Body found believed to be openly gay woman Nonki Smous.

MambaOnline, South Africa’s gay lifestyle website, has reported fears that a young lesbian from Kroonstad has become the victim of a “shocking hate crime” after a “burnt out body” was discovered close to an evangelical church in the city yesterday.

According to the website’s reports, the “charred body was found in the Seeisoville section of the township of Maokeng on Tuesday”.

The victim couldn’t be identified due to the severity of the burns but MamboOnline reported that “an identity document was discovered on the body, indicating that she was 28-year-old Nonki Smous”.

Nthabiseng Mokanyane, a local LGBTQI activist and relative of Nonki Smous is reported to have said that “the young woman was openly lesbian in the community”.

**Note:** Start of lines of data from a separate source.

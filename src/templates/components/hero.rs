use maud::{html, Markup};

use crate::domain::catalog::HeroSlide;
use crate::templates::components::image_with_fallback;

pub struct HeroVm<'a> {
    pub slides: &'a [HeroSlide],
    pub current: usize,
    /// Elapsed fraction of the auto-advance interval.
    pub progress: f32,
    pub transitioning: bool,
    /// False once the timer is torn down; the fragment stops polling.
    pub auto_advance: bool,
}

/// The carousel fragment. While auto-advance runs it polls `/hero` every
/// second, which drives the timer, and re-renders itself in place.
pub fn hero(vm: &HeroVm) -> Markup {
    let Some(slide) = vm.slides.get(vm.current) else {
        return html! { section #hero .hero .hero-empty {} };
    };

    html! {
        section
            #hero
            .hero
            .is-transitioning[vm.transitioning]
            hx-get=[vm.auto_advance.then_some("/hero")]
            hx-trigger=[vm.auto_advance.then_some("every 1s")]
            hx-swap="outerHTML"
        {
            div class="hero-slide" {
                (image_with_fallback(slide.image, slide.title, "hero-image"))
                div class="hero-caption" {
                    h1 { (slide.title) }
                    p { (slide.subtitle) }
                    a href=(slide.cta_href) class="btn btn-primary" { (slide.cta_label) }
                }
            }

            button
                class="hero-nav hero-prev"
                aria-label="Previous slide"
                hx-post="/hero/prev"
                hx-target="#hero"
                hx-swap="outerHTML"
            { "‹" }
            button
                class="hero-nav hero-next"
                aria-label="Next slide"
                hx-post="/hero/next"
                hx-target="#hero"
                hx-swap="outerHTML"
            { "›" }

            div class="hero-dots" {
                @for (i, s) in vm.slides.iter().enumerate() {
                    button
                        .hero-dot
                        .active[i == vm.current]
                        aria-label=(format!("Go to slide {}: {}", i + 1, s.title))
                        hx-post=(format!("/hero/go/{i}"))
                        hx-target="#hero"
                        hx-swap="outerHTML"
                    {}
                }
            }

            div class="hero-progress" {
                div class="hero-progress-bar" style=(format!("width: {:.0}%", vm.progress * 100.0)) {}
            }
        }
    }
}
use maud::{html, Markup};

use crate::domain::listing::HousingListing;
use crate::templates::components::{housing_favorite_button, image_with_fallback};

pub fn housing_card(listing: &HousingListing, is_favorite: bool) -> Markup {
    html! {
        article class="listing-card" id=(format!("listing-{}", listing.id)) {
            div class="listing-media" {
                (image_with_fallback(listing.cover_image(), &listing.title, "listing-image"))
                span class=(format!("badge badge-{}", listing.kind.as_str())) { (listing.kind.label()) }
                (housing_favorite_button(listing.id, is_favorite))
            }
            div class="listing-body" {
                p class="price" { (listing.price_label()) }
                h3 { (listing.title) }
                p class="location" { "📍 " (listing.location) }
                ul class="facts" {
                    li { (listing.bedrooms) " bd" }
                    li { (listing.bathrooms) " ba" }
                    li { (listing.area_sqft) " sqft" }
                    li { (listing.property_type.label()) }
                }
                p class="description" { (listing.description) }
                @if !listing.amenities.is_empty() {
                    ul class="amenities" {
                        @for amenity in &listing.amenities {
                            li { (amenity) }
                        }
                    }
                }
                div class="listing-footer" {
                    span class="posted" { (listing.posted) }
                    a href=(format!("mailto:{}", listing.contact_email)) class="btn btn-small" { "Contact" }
                }
            }
        }
    }
}
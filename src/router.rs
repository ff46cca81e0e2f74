use std::collections::BTreeSet;
use std::time::Instant;

use crate::domain::browse::{BrowseIntent, BrowseState};
use crate::domain::carousel::Carousel;
use crate::domain::catalog::{category_by_slug, HERO_SLIDES};
use crate::domain::listing::{ListingId, Recommendation};
use crate::domain::pipeline;
use crate::domain::search::{validate_query, SearchError};
use crate::errors::ServerError;
use crate::responses::{asset_response, html_response, redirect_response, ResultResp};
use crate::state::AppState;
use crate::templates::{self, components::HeroVm};
use astra::Request;
use url::form_urlencoded;

const MAIN_CSS: &str = include_str!("../static/main.css");
const LISTIFY_JS: &str = include_str!("../static/listify.js");
const PLACEHOLDER_SVG: &str = include_str!("../static/placeholder.svg");

pub fn handle(req: Request, state: &AppState) -> ResultResp {
    let method = req.method().as_str();
    let path = req.uri().path();
    let query = req.uri().query().unwrap_or("");

    tracing::debug!(%method, %path, "request");

    let segments: Vec<&str> = path.trim_matches('/').split('/').collect();

    match (method, segments.as_slice()) {
        ("GET", [""]) => home(state, "", None),
        ("GET", ["housing"]) => housing(state, query),
        ("GET", ["profile"]) => profile(state),
        ("GET", ["category", slug]) => category(state, slug),
        ("GET", ["search"]) => search(state, query),

        ("GET", ["hero"]) => hero_tick(state),
        ("POST", ["hero", "next"]) => hero_nav(state, HeroNav::Next),
        ("POST", ["hero", "prev"]) => hero_nav(state, HeroNav::Prev),
        ("POST", ["hero", "go", index]) => hero_nav(state, HeroNav::GoTo(parse_index(index)?)),

        ("POST", ["favorites", "housing", id]) => toggle_housing_favorite(state, parse_id(id)?),
        ("POST", ["favorites", "recommendations", id]) => {
            toggle_recommendation_favorite(state, parse_id(id)?)
        }

        ("GET", ["static", "main.css"]) => asset_response(&mime::TEXT_CSS_UTF_8, MAIN_CSS),
        ("GET", ["static", "listify.js"]) => {
            asset_response(&mime::APPLICATION_JAVASCRIPT_UTF_8, LISTIFY_JS)
        }
        // No photos ship with the binary; every image path gets the placeholder.
        ("GET", ["static", "img", ..]) => asset_response(&mime::IMAGE_SVG, PLACEHOLDER_SVG),

        _ => Err(ServerError::NotFound),
    }
}

fn query_param(query: &str, name: &str) -> Option<String> {
    form_urlencoded::parse(query.as_bytes())
        .find(|(k, _)| k == name)
        .map(|(_, v)| v.into_owned())
}

fn parse_id(raw: &str) -> Result<ListingId, ServerError> {
    raw.parse()
        .map_err(|_| ServerError::BadRequest(format!("invalid listing id '{raw}'")))
}

fn parse_index(raw: &str) -> Result<usize, ServerError> {
    raw.parse()
        .map_err(|_| ServerError::BadRequest(format!("invalid slide index '{raw}'")))
}

fn home(state: &AppState, search_query: &str, search_error: Option<&SearchError>) -> ResultResp {
    let now = Instant::now();
    let hero = {
        let mut carousel = state.carousel.lock();
        carousel.tick(now);
        hero_vm(&mut carousel, now)
    };

    let vm = templates::pages::HomeVm {
        hero,
        recommendations: recommendations_with_favorites(state),
        search_query,
        search_error,
    };
    html_response(templates::pages::home_page(&vm))
}

fn housing(state: &AppState, query: &str) -> ResultResp {
    let browse = BrowseState::from_query(query);
    let result = pipeline::browse(
        &state.catalog.housing,
        &browse.criteria,
        browse.sort,
        browse.page,
    );

    tracing::debug!(
        total = result.total_count(),
        pages = result.total_pages(),
        "housing browse"
    );

    let locations = state.catalog.locations();
    let favorites: BTreeSet<ListingId> = state.housing_favorites.lock().ids().collect();

    let vm = templates::pages::HousingVm {
        state: &browse,
        result: &result,
        facets: templates::components::FacetOptions {
            locations: &locations,
            price_ceiling: state.catalog.max_housing_price(),
        },
        favorites: &favorites,
    };
    html_response(templates::pages::housing_page(&vm))
}

fn profile(state: &AppState) -> ResultResp {
    let (favorites, stale_count) = state
        .housing_favorites
        .lock()
        .resolve(&state.catalog.housing);

    let vm = templates::pages::ProfileVm {
        favorites,
        stale_count,
    };
    html_response(templates::pages::profile_page(&vm))
}

fn recommendations_with_favorites(state: &AppState) -> Vec<(&Recommendation, bool)> {
    let favorites = state.recommendation_favorites.lock();
    state
        .catalog
        .recommendations
        .iter()
        .map(|r| (r, favorites.contains(r.id)))
        .collect()
}

fn category(state: &AppState, slug: &str) -> ResultResp {
    let category = category_by_slug(slug).ok_or(ServerError::NotFound)?;

    // Recommendations are the only vehicle listings there are.
    let listings = if category.slug == "vehicles" {
        recommendations_with_favorites(state)
    } else {
        Vec::new()
    };

    html_response(templates::pages::category_page(category, &listings))
}

fn search(state: &AppState, query: &str) -> ResultResp {
    let raw = query_param(query, "q").unwrap_or_default();

    match validate_query(&raw) {
        Ok(q) => {
            let href = BrowseState::default().href_after(BrowseIntent::SetQuery(q));
            redirect_response(&href)
        }
        Err(err) => home(state, &raw, Some(&err)),
    }
}

enum HeroNav {
    Next,
    Prev,
    GoTo(usize),
}

fn hero_vm(carousel: &mut Carousel, now: Instant) -> HeroVm<'static> {
    HeroVm {
        slides: HERO_SLIDES,
        current: carousel.current(),
        progress: carousel.progress(now),
        transitioning: carousel.is_transitioning(now),
        auto_advance: carousel.is_running(),
    }
}

fn hero_fragment(state: &AppState, now: Instant) -> ResultResp {
    let vm = hero_vm(&mut state.carousel.lock(), now);
    html_response(templates::components::hero(&vm))
}

fn hero_tick(state: &AppState) -> ResultResp {
    let now = Instant::now();
    if state.carousel.lock().tick(now) {
        tracing::trace!("hero advanced");
    }
    hero_fragment(state, now)
}

fn hero_nav(state: &AppState, nav: HeroNav) -> ResultResp {
    let now = Instant::now();
    let moved = {
        let mut carousel = state.carousel.lock();
        match nav {
            HeroNav::Next => carousel.next(now),
            HeroNav::Prev => carousel.prev(now),
            HeroNav::GoTo(i) => carousel.go_to(i, now),
        }
    };
    if !moved {
        tracing::debug!("hero navigation ignored during transition");
    }
    hero_fragment(state, now)
}

fn toggle_housing_favorite(state: &AppState, id: ListingId) -> ResultResp {
    let mut ledger = state.housing_favorites.lock();

    // Unknown ids may only be removed (stale entries), never added.
    if !ledger.contains(id) && state.catalog.housing_by_id(id).is_none() {
        return Err(ServerError::NotFound);
    }

    let is_favorite = ledger.toggle(id);
    drop(ledger);

    tracing::info!(id, is_favorite, "housing favorite toggled");
    html_response(templates::components::housing_favorite_button(id, is_favorite))
}

fn toggle_recommendation_favorite(state: &AppState, id: ListingId) -> ResultResp {
    let mut ledger = state.recommendation_favorites.lock();

    if !ledger.contains(id) && state.catalog.recommendation_by_id(id).is_none() {
        return Err(ServerError::NotFound);
    }

    let is_favorite = ledger.toggle(id);
    drop(ledger);

    tracing::info!(id, is_favorite, "recommendation favorite toggled");
    html_response(templates::components::recommendation_favorite_button(id, is_favorite))
}
use std::collections::BTreeSet;

use crate::db::KeyValueStore;
use crate::domain::listing::{HousingListing, ListingId};

/// Storage key holding the housing favorites.
pub const HOUSING_FAVORITES_KEY: &str = "listify.favorites";

/// The set of listing ids a user has marked favorite.
///
/// The whole set is written back on every toggle. Ids are not checked
/// against the catalog; stale ids stay until the user toggles them off.
pub struct FavoritesLedger<S: KeyValueStore> {
    store: S,
    key: String,
    ids: BTreeSet<ListingId>,
}

impl<S: KeyValueStore> FavoritesLedger<S> {
    /// Read the persisted set. A missing, unreadable or corrupt value yields an empty ledger.
    pub fn load(store: S, key: impl Into<String>) -> Self {
        let key = key.into();

        let ids = match store.get(&key) {
            Ok(Some(raw)) => serde_json::from_str::<Vec<ListingId>>(&raw)
                .map(|ids| ids.into_iter().collect())
                .unwrap_or_else(|e| {
                    tracing::warn!(%key, error = %e, "discarding corrupt favorites");
                    BTreeSet::new()
                }),
            Ok(None) => BTreeSet::new(),
            Err(e) => {
                tracing::warn!(%key, error = %e, "favorites unavailable, starting empty");
                BTreeSet::new()
            }
        };

        tracing::debug!(%key, count = ids.len(), "favorites loaded");
        Self { store, key, ids }
    }

    pub fn contains(&self, id: ListingId) -> bool {
        self.ids.contains(&id)
    }

    /// Add `id` if absent, remove it if present. Returns whether it is now a favorite.
    pub fn toggle(&mut self, id: ListingId) -> bool {
        let now_favorite = if self.ids.remove(&id) {
            false
        } else {
            self.ids.insert(id);
            true
        };
        self.persist();
        now_favorite
    }

    pub fn ids(&self) -> impl Iterator<Item = ListingId> + '_ {
        self.ids.iter().copied()
    }

    /// Favorites that still exist in `store`, in id order, plus how many ids were stale.
    pub fn resolve<'a>(&self, store: &'a [HousingListing]) -> (Vec<&'a HousingListing>, usize) {
        let found: Vec<&HousingListing> = self
            .ids
            .iter()
            .filter_map(|id| store.iter().find(|l| l.id == *id))
            .collect();
        let stale = self.ids.len() - found.len();
        (found, stale)
    }

    // A failed write keeps the in-memory set; the next toggle rewrites everything anyway.
    fn persist(&self) {
        let ids: Vec<ListingId> = self.ids.iter().copied().collect();
        let payload = match serde_json::to_string(&ids) {
            Ok(p) => p,
            Err(e) => {
                tracing::warn!(key = %self.key, error = %e, "failed to encode favorites");
                return;
            }
        };

        if let Err(e) = self.store.set(&self.key, &payload) {
            tracing::warn!(key = %self.key, error = %e, "failed to persist favorites");
        }
    }
}
use std::collections::BTreeSet;

use crate::domain::browse::{BrowseIntent, BrowseState};
use crate::domain::listing::ListingId;
use crate::domain::pipeline::BrowseResult;
use crate::templates::{
    components::{empty_state, filter_sidebar, housing_card, pagination, sort_select, FacetOptions},
    desktop_layout, View,
};
use maud::{html, Markup};

pub struct HousingVm<'a> {
    pub state: &'a BrowseState,
    pub result: &'a BrowseResult<'a>,
    pub facets: FacetOptions<'a>,
    pub favorites: &'a BTreeSet<ListingId>,
}

pub fn housing_page(vm: &HousingVm) -> Markup {
    desktop_layout(
        "Housing",
        View::Housing,
        html! {
            div class="housing-layout" {
                (filter_sidebar(vm.state, &vm.facets))

                section class="housing-results" {
                    div class="results-header" {
                        h1 { "Housing" }
                        p class="result-count" {
                            strong { (vm.result.total_count()) } " listings found"
                        }
                        (sort_select(vm.state))
                    }

                    @match vm.result {
                        BrowseResult::Empty => {
                            (empty_state(&vm.state.href_after(BrowseIntent::ResetFilters)))
                        }
                        BrowseResult::Page(page) => {
                            div class="listing-grid" {
                                @for listing in &page.items {
                                    (housing_card(listing, vm.favorites.contains(&listing.id)))
                                }
                            }
                            (pagination(vm.state, page.page, page.total_pages))
                        }
                    }
                }
            }
        },
    )
}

The incident comes only days after the local LGBTQI celebrated pride with a march in Bloemfontein, the capital city of the province of the Free State of South Africa.

 

According to a report by the BBC in 2016, South African law “doesn’t classify hate crimes differently from other crimes, so there are no official statistics to turn to”.

However, there are a number of organisations who are now working to change this. A 2016 report by OUT LGBT: Hate Crimes against Lesbian, Gay, Bisexual and Transgender (LGBT) People in South Africa, interviewed 2,130 South Africans via an online study.

The organisation believes it to be the “first-ever national research on LGBT discrimination and hate crimes”.

Key Findings:

  • 41% of those surveyed knew of someone who had been murdered due to their sexual orientation or gender identity.
  • Of those who experienced discrimination, 7% had been punched, hit, kicked or beaten; 7% experienced violence from a family member; and 6% had been raped or sexually abused.

 

In addition, the report found that victims of discrimination and hate crimes ‘expressed deep reservations about reporting incidents to the authorities: 88% said they had not reported these incidents to the police’.